**What needs to be done:**
Print each line from the start of the records below up through the line where "#[derive(Debug, Clone, PartialEq, Eq, thiserror::Error)]" is found, exactly as given.
Start of Stored data
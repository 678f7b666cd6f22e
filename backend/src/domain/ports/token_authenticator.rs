//! Driving port for bearer-token authentication.
//!
//! Inbound adapters call this port to exchange credentials for an opaque
//! token and to resolve inbound tokens back to a user identity, without
//! knowing the backing infrastructure.

use async_trait::async_trait;

use crate::domain::{AuthToken, LoginCredentials};

/// Errors raised by token authenticator adapters.
#[derive(Debug, Clone, PartialEq, Eq, thiserror::Error)]
pub enum TokenAuthenticationError {
    /// Backing store connection could not be established.
    #[error("token store connection failed: {message}")]
    Connection { message: String },
    /// Query or mutation failed during execution.
    #[error("token store query failed: {message}")]
    Query { message: String },
    /// Unknown username or password mismatch. Deliberately undifferentiated
    /// so responses cannot be used to probe for registered usernames.
    #[error("unable to log in with provided credentials")]
    InvalidCredentials,
}

impl TokenAuthenticationError {
    /// Create a connection error with the given message.
    pub fn connection(message: impl Into<String>) -> Self {
        Self::Connection {
            message: message.into(),
        }
    }

    /// Create a query error with the given message.
    pub fn query(message: impl Into<String>) -> Self {
        Self::Query {
            message: message.into(),
        }
    }
}

/// Domain use-case port for issuing and resolving bearer tokens.
#[async_trait]
pub trait TokenAuthenticator: Send + Sync {
    /// Verify credentials and return the caller's token, creating one on
    /// first login and returning the same key on every login thereafter.
    async fn issue(
        &self,
        credentials: &LoginCredentials,
    ) -> Result<AuthToken, TokenAuthenticationError>;

    /// Resolve a bearer token key to the owning user id, or `None` when the
    /// key is unknown.
    async fn resolve(&self, key: &str) -> Result<Option<i32>, TokenAuthenticationError>;
}
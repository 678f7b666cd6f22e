//! OpenAPI schema definitions for domain types.
//!
//! Domain types remain framework-agnostic by not deriving `ToSchema`. This
//! module provides the schema definitions required for OpenAPI documentation
//! using utoipa's external schema registration.

use utoipa::ToSchema;

/// OpenAPI schema for [`crate::domain::ErrorCode`].
#[derive(ToSchema)]
#[schema(as = crate::domain::ErrorCode)]
pub enum ErrorCodeSchema {
    #[schema(rename = "invalid_request")]
    InvalidRequest,
    #[schema(rename = "unauthorized")]
    Unauthorized,
    #[schema(rename = "forbidden")]
    Forbidden,
    #[schema(rename = "not_found")]
    NotFound,
    #[schema(rename = "method_not_allowed")]
    MethodNotAllowed,
    #[schema(rename = "conflict")]
    Conflict,
    #[schema(rename = "service_unavailable")]
    ServiceUnavailable,
    #[schema(rename = "internal_error")]
    InternalError,
}

/// OpenAPI schema for [`crate::domain::Error`].
#[derive(ToSchema)]
#[schema(as = crate::domain::Error)]
#[expect(dead_code, reason = "Used only for OpenAPI schema generation via utoipa")]
pub struct ErrorSchema {
    /// Stable machine-readable error code.
    #[schema(example = "invalid_request")]
    code: ErrorCodeSchema,
    /// Human-readable message returned to clients.
    #[schema(example = "segment_name must not be empty")]
    message: String,
    /// Per-field failure context, when applicable.
    details: Option<serde_json::Value>,
}

/// OpenAPI schema for [`crate::domain::User`].
#[derive(ToSchema)]
#[schema(as = crate::domain::User)]
#[expect(dead_code, reason = "Used only for OpenAPI schema generation via utoipa")]
pub struct UserSchema {
    /// Stable account identifier.
    #[schema(example = 1)]
    id: i32,
    /// Unique account name; the stored password hash is never serialized.
    #[schema(example = "dummy")]
    username: String,
}

/// OpenAPI schema for [`crate::domain::Segment`].
#[derive(ToSchema)]
#[schema(as = crate::domain::Segment)]
#[expect(dead_code, reason = "Used only for OpenAPI schema generation via utoipa")]
pub struct SegmentSchema {
    #[schema(example = 1)]
    id: i32,
    #[schema(example = "Sedan")]
    segment_name: String,
}

/// OpenAPI schema for [`crate::domain::Brand`].
#[derive(ToSchema)]
#[schema(as = crate::domain::Brand)]
#[expect(dead_code, reason = "Used only for OpenAPI schema generation via utoipa")]
pub struct BrandSchema {
    #[schema(example = 1)]
    id: i32,
    #[schema(example = "Tesla")]
    brand_name: String,
}

/// OpenAPI schema for [`crate::domain::VehicleRecord`].
#[derive(ToSchema)]
#[schema(as = crate::domain::VehicleRecord)]
#[expect(dead_code, reason = "Used only for OpenAPI schema generation via utoipa")]
pub struct VehicleSchema {
    #[schema(example = 1)]
    id: i32,
    #[schema(example = "MODEL S")]
    vehicle_name: String,
    #[schema(example = 2019)]
    release_year: i32,
    /// Decimal string with two fraction digits.
    #[schema(value_type = String, example = "500.12")]
    price: String,
    /// Referenced segment identifier.
    segment: i32,
    /// Referenced brand identifier.
    brand: i32,
    /// Read-only display name of the referenced segment.
    #[schema(example = "Sedan")]
    segment_name: String,
    /// Read-only display name of the referenced brand.
    #[schema(example = "Tesla")]
    brand_name: String,
}

#[cfg(test)]
mod tests {
    use super::*;
    use utoipa::PartialSchema;

    #[test]
    fn schemas_render_to_json() {
        let schema = VehicleSchema::schema();
        let rendered = serde_json::to_value(&schema).expect("schema serializes");
        assert!(rendered.is_object());
    }
}
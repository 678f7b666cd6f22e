//! OpenAPI documentation configuration.
//!
//! Defines the [`ApiDoc`] struct which generates the OpenAPI specification
//! for the REST API: all HTTP endpoints from the inbound layer, the schema
//! wrappers for domain types, and the bearer-token security scheme. The
//! generated specification is served by Swagger UI in debug builds.

use utoipa::openapi::security::{ApiKey, ApiKeyValue, SecurityScheme};
use utoipa::{Modify, OpenApi};

use crate::inbound::http::schemas::{
    BrandSchema, ErrorCodeSchema, ErrorSchema, SegmentSchema, UserSchema, VehicleSchema,
};

/// Enrich the generated document with the token security scheme.
struct SecurityAddon;

impl Modify for SecurityAddon {
    fn modify(&self, openapi: &mut utoipa::openapi::OpenApi) {
        let components = openapi
            .components
            .get_or_insert_with(utoipa::openapi::Components::default);

        components.add_security_scheme(
            "TokenAuth",
            SecurityScheme::ApiKey(ApiKey::Header(ApiKeyValue::with_description(
                "Authorization",
                "Opaque token issued by POST /api/auth/, sent as `Token <key>`.",
            ))),
        );
    }
}

/// OpenAPI document for the REST API.
#[derive(OpenApi)]
#[openapi(
    modifiers(&SecurityAddon),
    info(
        title = "Vehicle catalog API",
        description = "Token-authenticated CRUD over segments, brands, and vehicles."
    ),
    servers(
        (url = "/", description = "Relative to the deployment base URL")
    ),
    security(("TokenAuth" = [])),
    paths(
        crate::inbound::http::users::register,
        crate::inbound::http::users::obtain_token,
        crate::inbound::http::users::profile,
        crate::inbound::http::users::replace_profile,
        crate::inbound::http::users::update_profile,
        crate::inbound::http::segments::list_segments,
        crate::inbound::http::segments::create_segment,
        crate::inbound::http::segments::get_segment,
        crate::inbound::http::segments::replace_segment,
        crate::inbound::http::segments::patch_segment,
        crate::inbound::http::segments::delete_segment,
        crate::inbound::http::brands::list_brands,
        crate::inbound::http::brands::create_brand,
        crate::inbound::http::brands::get_brand,
        crate::inbound::http::brands::replace_brand,
        crate::inbound::http::brands::patch_brand,
        crate::inbound::http::brands::delete_brand,
        crate::inbound::http::vehicles::list_vehicles,
        crate::inbound::http::vehicles::create_vehicle,
        crate::inbound::http::vehicles::get_vehicle,
        crate::inbound::http::vehicles::replace_vehicle,
        crate::inbound::http::vehicles::patch_vehicle,
        crate::inbound::http::vehicles::delete_vehicle,
        crate::inbound::http::health::ready,
        crate::inbound::http::health::live,
    ),
    components(schemas(
        ErrorCodeSchema,
        ErrorSchema,
        UserSchema,
        SegmentSchema,
        BrandSchema,
        VehicleSchema,
    )),
    tags(
        (name = "users", description = "Registration, token login, and profile"),
        (name = "segments", description = "Vehicle segment reference data"),
        (name = "brands", description = "Vehicle brand reference data"),
        (name = "vehicles", description = "User-owned catalog vehicles"),
        (name = "health", description = "Orchestration probes"),
    )
)]
pub struct ApiDoc;

#[cfg(test)]
mod tests {
    //! Regression coverage for this module.
    use super::*;

    #[test]
    fn document_lists_every_resource_path() {
        let doc = ApiDoc::openapi();
        let paths = &doc.paths.paths;
        for expected in [
            "/api/create/",
            "/api/auth/",
            "/api/profile/",
            "/api/segments/",
            "/api/segments/{id}/",
            "/api/brands/",
            "/api/brands/{id}/",
            "/api/vehicles/",
            "/api/vehicles/{id}/",
        ] {
            assert!(paths.contains_key(expected), "missing path: {expected}");
        }
    }
}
End of Stored data
**Written reply:**
repository 678f7b666cd6f22e
filename backend/src/domain/ports/token_authenticator.rs
//! Driving port for bearer-token authentication.
//!
//! Inbound adapters call this port to exchange credentials for an opaque
//! token and to resolve inbound tokens back to a user identity, without
//! knowing the backing infrastructure.

use async_trait::async_trait;

use crate::domain::{AuthToken, LoginCredentials};

/// Errors raised by token authenticator adapters.
#[derive(Debug, Clone, PartialEq, Eq, thiserror::Error)]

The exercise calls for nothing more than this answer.